Van Ginneken and colleagues Arnaud Arindra Adiyoso Setio, Jaap Gelderblom, and Colin Jacobs chose the publicly available Lung Image Database Consortium Research Project (LIDC/IDRI) database to analyze for the study, excluding scans with section thickness larger than 2.5 mm.
Included for analysis were all scans containing a solid nodule larger than 10 mm that were annotated by all four radiologist readers. (To be entered in this database the thoracic CT finding must be called one of four radiologist readers. In a second round, these readers were able to accept or reject marks proposed by other readers.)
Van Ginneken and colleagues ended up with 208 large nodules from 890 thoracic CT scans.
CAD chooses, refines candidates
A problem with conventional lung segmentation may fail to include nodules attached to pleural wall, van Ginneken said. The investigators applied a special rolling ball algorithm (Sluimer et al) and dilation (Hu et al) to ensure the inclusion of these lesions.
In preprocessing regions outside the lung, they were masked to equal the dark "air" attenuation of the lung interior. Image resolution was standardized to resample to isotropic voxels of 1 mm3.
Large nodules have distinct morphological characteristics. Thresholding and open-based detectors should be sufficient for candidate detection, van Ginneken said.
"However, since they can be very large we often found that a single candidate detector is not optimal," he said. "So we have a candidate procedure that starts with intensity thresholding (-300 HU) but then we perform multiple morphological openings."
Once candidates are selected, a connected component analysis is applied to cluster them, nodule segmentation is refined (Kuhnigk et al), and nodule candidates too small (< 268 mm3) or too large ( > 33,524 mm3) are discarded.
Intensity features (mean, entropy, standard deviation) are then extracted inside the candidate segmentation and boundary box, and shape features (compactness, sphericity) are analyzed to exclude nonnondule candidates. Finally, a tenfold cross validation using a support vector machine (SVM) is applied.

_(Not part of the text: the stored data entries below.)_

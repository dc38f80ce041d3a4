//! Shared rate limiter for external extractor calls
//!
//! One limiter is shared by every worker in a batch. Permit acquisition is
//! serialized by governor's atomic state, so concurrent workers can never
//! exceed the configured call rate together.

use std::num::NonZeroU32;

use governor::{Quota, RateLimiter};

use crate::BatchError;

type DirectRateLimiter = RateLimiter<
    governor::state::NotKeyed,
    governor::state::InMemoryState,
    governor::clock::DefaultClock,
>;

pub struct CallRateLimiter {
    limiter: DirectRateLimiter,
    per_minute: NonZeroU32,
}

impl CallRateLimiter {
    /// Limit to `requests_per_minute` calls, allowing a burst of one
    /// minute's quota
    pub fn per_minute(requests_per_minute: u32) -> Result<Self, BatchError> {
        let per_minute = NonZeroU32::new(requests_per_minute).ok_or_else(|| {
            BatchError::InvalidConfig("requests_per_minute must be > 0".to_string())
        })?;
        Ok(Self {
            limiter: RateLimiter::direct(Quota::per_minute(per_minute)),
            per_minute,
        })
    }

    /// Wait until a call is permitted
    pub async fn acquire(&self) {
        self.limiter.until_ready().await;
    }

    /// Take a permit only if one is available now
    pub fn try_acquire(&self) -> bool {
        self.limiter.check().is_ok()
    }

    pub fn requests_per_minute(&self) -> u32 {
        self.per_minute.get()
    }
}

impl std::fmt::Debug for CallRateLimiter {
    fn fmt(&self, f: &mut std::fmt::Formatter<'_>) -> std::fmt::Result {
        f.debug_struct("CallRateLimiter")
            .field("requests_per_minute", &self.per_minute)
            .finish()
    }
}
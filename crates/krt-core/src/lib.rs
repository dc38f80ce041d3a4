//! KRT Core - Schema, error types and shared traits
//!
//! This crate defines the abstractions every other KRT crate builds on:
//! - The compliance schema (resource types, rows, documents)
//! - Raw candidates produced by extractors before normalization
//! - Named article sections consumed by extractors
//! - Error taxonomy, including typed external-extraction failures
//! - The `CandidateExtractor` capability shared by the pattern and AI extractors
//! - Configuration management

pub mod config;
pub mod schema;
pub mod section;

pub use config::{
    AppConfig, BatchConfig, ConfigError, ExtractionConfig, LlmConfig, LlmProvider, LoggingConfig,
};
pub use schema::{
    ExtractionMode, KrtDocument, NewOrReuse, RawCandidate, ResourceRow, ResourceType,
    NO_IDENTIFIER, UNKNOWN_RESOURCE,
};
pub use section::{SectionName, Sections};

use thiserror::Error;

// ============================================================================
// Error Types
// ============================================================================

/// Core error types for KRT operations
#[derive(Error, Debug)]
pub enum KrtError {
    /// Startup configuration problem (bad rule table, missing API key).
    /// Fatal: must be surfaced before any batch run.
    #[error("Configuration error: {0}")]
    Config(String),

    #[error("Parse error: {0}")]
    Parse(String),

    #[error("IO error at {path}: {source}")]
    Io {
        path: String,
        #[source]
        source: std::io::Error,
    },

    #[error(transparent)]
    Extraction(#[from] ExtractionError),

    #[error("Output error: {0}")]
    Output(String),

    #[error("Serialization error: {0}")]
    Serialization(#[from] serde_json::Error),

    #[error(transparent)]
    Other(#[from] anyhow::Error),
}

impl From<ConfigError> for KrtError {
    fn from(err: ConfigError) -> Self {
        Self::Config(err.to_string())
    }
}

pub type Result<T> = std::result::Result<T, KrtError>;

/// Reason an external (AI) extractor call failed
#[derive(Debug, Clone, Copy, PartialEq, Eq, Hash, serde::Serialize, serde::Deserialize)]
#[serde(rename_all = "camelCase")]
pub enum ExtractionErrorKind {
    Timeout,
    RateLimited,
    MalformedResponse,
    ProviderError,
}

impl ExtractionErrorKind {
    pub fn as_str(&self) -> &'static str {
        match self {
            Self::Timeout => "timeout",
            Self::RateLimited => "rateLimited",
            Self::MalformedResponse => "malformedResponse",
            Self::ProviderError => "providerError",
        }
    }
}

impl std::fmt::Display for ExtractionErrorKind {
    fn fmt(&self, f: &mut std::fmt::Formatter<'_>) -> std::fmt::Result {
        f.write_str(self.as_str())
    }
}

/// Typed failure from a candidate extractor
#[derive(Error, Debug, Clone, PartialEq, Eq)]
#[error("{kind}: {message}")]
pub struct ExtractionError {
    pub kind: ExtractionErrorKind,
    pub message: String,
}

impl ExtractionError {
    pub fn new(kind: ExtractionErrorKind, message: impl Into<String>) -> Self {
        Self {
            kind,
            message: message.into(),
        }
    }

    pub fn timeout(message: impl Into<String>) -> Self {
        Self::new(ExtractionErrorKind::Timeout, message)
    }

    pub fn rate_limited(message: impl Into<String>) -> Self {
        Self::new(ExtractionErrorKind::RateLimited, message)
    }

    pub fn malformed(message: impl Into<String>) -> Self {
        Self::new(ExtractionErrorKind::MalformedResponse, message)
    }

    pub fn provider(message: impl Into<String>) -> Self {
        Self::new(ExtractionErrorKind::ProviderError, message)
    }
}

// ============================================================================
// Traits
// ============================================================================

/// Produces raw resource candidates from article sections.
///
/// Implemented by the pattern engine and the AI adapter so that
/// normalization and merging are written once.
#[async_trait::async_trait]
pub trait CandidateExtractor: Send + Sync {
    /// Extract candidates, or fail with a typed reason
    async fn extract(
        &self,
        sections: &Sections,
    ) -> std::result::Result<Vec<RawCandidate>, ExtractionError>;

    /// Which document mode this extractor produces
    fn mode(&self) -> ExtractionMode;

    /// Whether calls leave the process (and are subject to timeouts,
    /// retries and rate limiting)
    fn is_external(&self) -> bool {
        self.mode() == ExtractionMode::Llm
    }
}

// ============================================================================
// Tests
// ============================================================================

High sensitivity, few false-positives
Sensitivity on conventional lung segmentation was 86%; applying the rolling ball improved it to more than 95%. Dilation also pushed sensitivity up, but additional lung border must be minimized, he said.
Overall, CAD detected 44.6 candidates per scan with a sensitivity of 205/208 large nodules, or 98.6%, van Ginneken reported.
After classification, "We got good sensitivity even at very low false-positive rate, and at high false-positive rates we detected almost all of the large nodules," he said.
False positives/scan | Sensitivity for nodules ≥ 10 mm |
1.0 | 85% (176/208) |
7.5 | 96% (199/208) |
"It is essential that CAD reaches high sensitivity in the detection of nodules because they are more likely to be cancer, and this special large nodule CAD can detect a large number of highly suspicious lesions with a small number of false positives," van Ginneken said. "You could merge the findings of this CAD system with the findings of other CAD systems and increase the total number of detected nodules."